Augustin-FL · 2019-01-06T14:13:14Z

Redmine Issue: https://redmine.pfsense.org/issues/8616 (When reconfiguring a captive portal zone, connected users get disconnected and can't login back)
Also implement: https://redmine.pfsense.org/issues/5644 (Captive Portal retain logins across reboot. This feature was related to 8616, because a reboot calls captive portal (re)configure functions)
Also resolve : https://redmine.pfsense.org/issues/9255 (Performance issue when using multiple authentication servers)
Ready for review

Note : please do not backport this PR on 2.4.4 branch, as it include a config version bump.

Forum thread : https://forum.netgate.com/topic/137824/pfsense-no-internet-when-it-is-said-you-are-connected/13

fix #8616

fix #9255

fix #8616

plumbeo · 2019-01-08T14:24:53Z

@Augustin-FL I'm not sure about preserving users after a reboot. It's a significant change that will alter significantly how captive portal works, and there are a lot of corner cases to consider.

For example, if RADIUS is in use the reboot procedure disconnect all users (a captiveportal_radius_stop_all(7) call in system.inc) so after the boot there will be spurious RADIUS accounting packets for sessions that don't exist anymore that could be a problem for many RADIUS servers.

Also, even assuming you don't explicitly disconnect the users, there's no guarantee that pfsense will be back online in a short time and that time will be considered used time, which could be a problem if users have a limited usage time (vaucher, etc.).

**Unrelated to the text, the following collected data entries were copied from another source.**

    use alloc::string::{String, ToString};
    use alloc::vec::Vec;

    use crate::security;
    use crate::util::{KError, KResult};

    pub fn shell_thread(_arg: usize) {
        let mut cred = crate::task::current_cred();
        let mut line = String::new();

        crate::kprintln!("ksh: Stenzel OS kernel shell");
        crate::kprintln!("digite 'help' para comandos.\n");

        loop {
            prompt(&cred);

            line.clear();
            read_line(&mut line);

            if line.trim().is_empty() {
                continue;
            }

            match exec_line(&line, &mut cred) {
                Ok(()) => {}
                Err(e) => crate::kprintln!("erro: {:?}", e),
            }
        }
    }

    fn prompt(cred: &security::Cred) {
        let user = if cred.uid.0 == 0 { "root" } else { "user" };
        crate::kprint!("{}@stenzel:/# ", user);
    }

    fn read_line(out: &mut String) {
        loop {
            // Usa console unificado (teclado PS/2 + serial)
            if let Some(b) = crate::console::read_byte() {
                match b {
                    b'\r' | b'\n' => {
                        crate::kprintln!("");
                        break;
                    }
                    8 | 127 => {
                        // backspace
                        if !out.is_empty() {
                            out.pop();
                            crate::kprint!("\x08 \x08");
                        }
                    }
                    3 => {
                        // Ctrl+C - cancela linha
                        crate::kprintln!("^C");
                        out.clear();
                        break;
                    }
                    b => {
                        if b.is_ascii_graphic() || b == b' ' {
                            out.push(b as char);
                            crate::kprint!("{}", b as char);
                        }
                    }
                }
            } else {
                // Sem input: libera CPU.
                crate::task::yield_now();
            }
        }
    }

    fn exec_line(line: &str, cred: &mut security::Cred) -> KResult<()> {
        let parts = split_command(line);
        if parts.is_empty() {
            return Ok(());
        }

        match parts[0].as_str() {
            "help" => help(),
            "whoami" => whoami(cred),
            "su" => {
                if parts.len() < 2 {
                    return Err(KError::Invalid);
                }
                su(&parts[1], cred)
            }
            "ls" => {
                let path = parts.get(1).map(|s| s.as_str()).unwrap_or("/");
                ls(path, cred)
            }
            "cat" => {
                let path = parts.get(1).ok_or(KError::Invalid)?;
                cat(path, cred)
            }
            "mkdir" => {
                let path = parts.get(1).ok_or(KError::Invalid)?;
                mkdir(path, cred)
            }
            "write" => {
                if parts.len() < 3 {
                    return Err(KError::Invalid);
                }
                let path = &parts[1];
                let text = parts[2..].join(" ");
                write_file(path, &text, cred)
            }
            "meminfo" => meminfo(),
            "ticks" => ticks(),
            _ => {
                crate::kprintln!("comando desconhecido: {}", parts[0]);
                Ok(())
            }
        }
    }

    fn split_command(line: &str) -> Vec<String> {
        line.split_whitespace().map(|s| s.to_string()).collect()
    }

    fn help() -> KResult<()> {
        crate::kprintln!("comandos:");
        crate::kprintln!("  help                 - mostra ajuda");
        crate::kprintln!("  whoami               - mostra usuário atual");
        crate::kprintln!("  su <user>            - troca usuário (root/user)");
        crate::kprintln!("  ls [path]            - lista diretório");
        crate::kprintln!("  cat <path>           - mostra arquivo");
        crate::kprintln!("  mkdir <path>         - cria diretório (mkdir -p)");
        crate::kprintln!("  write <path> <texto> - escreve arquivo (sobrescreve)");
        crate::kprintln!("  meminfo              - stats do alocador físico");
        crate::kprintln!("  ticks                - ticks do timer");
        Ok(())
    }

    fn whoami(cred: &security::Cred) -> KResult<()> {
        crate::kprintln!("uid={} gid={}", cred.uid.0, cred.gid.0);
        Ok(())
    }

    fn su(user: &str, cred: &mut security::Cred) -> KResult<()> {
        let db = security::user_db();
        let new = db.login(user)?;
        *cred = new.clone();
        crate::task::set_current_cred(new);
        Ok(())
    }

    fn ls(path: &str, cred: &security::Cred) -> KResult<()> {
        let mut vfs = crate::fs::vfs_lock();
        let entries = vfs.list_dir(path, cred)?;
        for e in entries {
            let kind = match e.kind {
                crate::fs::InodeKind::Dir => "d",
                crate::fs::InodeKind::File => "f",
                crate::fs::InodeKind::Symlink => "l",
                _ => "?",
            };
            crate::kprintln!("{} {}", kind, e.name);
        }
        Ok(())
    }

    fn cat(path: &str, cred: &security::Cred) -> KResult<()> {
        let mut vfs = crate::fs::vfs_lock();
        let data = vfs.read_file(path, cred)?;
        if let Ok(s) = core::str::from_utf8(&data) {
            crate::kprintln!("{}", s);
        } else {
            crate::kprintln!("{:02x?}", data);
        }
        Ok(())
    }

    fn mkdir(path: &str, cred: &security::Cred) -> KResult<()> {
        let mut vfs = crate::fs::vfs_lock();
        vfs.mkdir_all(path, cred, crate::fs::Mode::from_octal(0o755))?;
        Ok(())
    }

    fn write_file(path: &str, text: &str, cred: &security::Cred) -> KResult<()> {
        let mut vfs = crate::fs::vfs_lock();
        vfs.write_file(path, cred, crate::fs::Mode::from_octal(0o644), text.as_bytes())?;
        Ok(())
    }

    fn meminfo() -> KResult<()> {
        let stats = crate::mm::frame_allocator_stats();
        crate::kprintln!("frames: total={} used={} free={}", stats.total, stats.used, stats.free);
        Ok(())
    }

    fn ticks() -> KResult<()> {
        let t = crate::arch::x86_64_arch::interrupts::ticks();
        crate::kprintln!("ticks={}", t);
        Ok(())
    }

There will also be problems with traffic accounting because the new tables you're creating lose all the previous traffic information and this will be a problem when you reinit the rules, not only after a reboot.

Gertjanpfsense · 2019-01-08T15:33:58Z

There will also be problems with traffic accounting because the new tables you're creating lose all the previous traffic information and this will be a problem when you reinit the rules, not only after a reboot.

Yep, I'm seeing the same thing : https://forum.netgate.com/topic/130420/any-change-and-save-update-captive-portal-bug/41 (but : there will be no traffic when the tables are flushed ...))

I'm testing this path since a day or two in a "live" environment - all good !

edit : Rebooting will disconnect users ... (bottom to top)

Jan  8 16:40:04 | php-fpm | 67158 | /diag_reboot.php: Stopping all packages. -- | -- | -- | --
Jan  8 16:40:04 | logportalauth | 67158 | Zone: cpzone1 - DISCONNECT: x, 90:b9:31:77:5e:26, 192.168.2.9
Jan  8 16:38:22 | logportalauth | 338 | Zone: cpzone1 - ACCEPT: x, 90:b9:31:77:5e:26, 192.168.2.9

Augustin-FL · 2019-01-08T21:43:45Z

Thanks for your comment @plumbeo !

if RADIUS is in use the reboot procedure disconnect all users (a captiveportal_radius_stop_all(7) call in system.inc) so after the boot there will be spurious RADIUS accounting packets for sessions that don't exist anymore that could be a problem for many RADIUS servers.

That is completly true, thanks for pointing me out.

Just to make it clear, captiveportal_radius_stop_all() is responsible for sending Accounting-Stop messages (if RADIUS accounting is enabled), and for writing "disconnect" log messages for each user, but this function does not actually disconnect users (That explains the logs of @Gertjanpfsense ). Its call inside system.inc causes the RADIUS server to consider all users as disconnected when rebooting.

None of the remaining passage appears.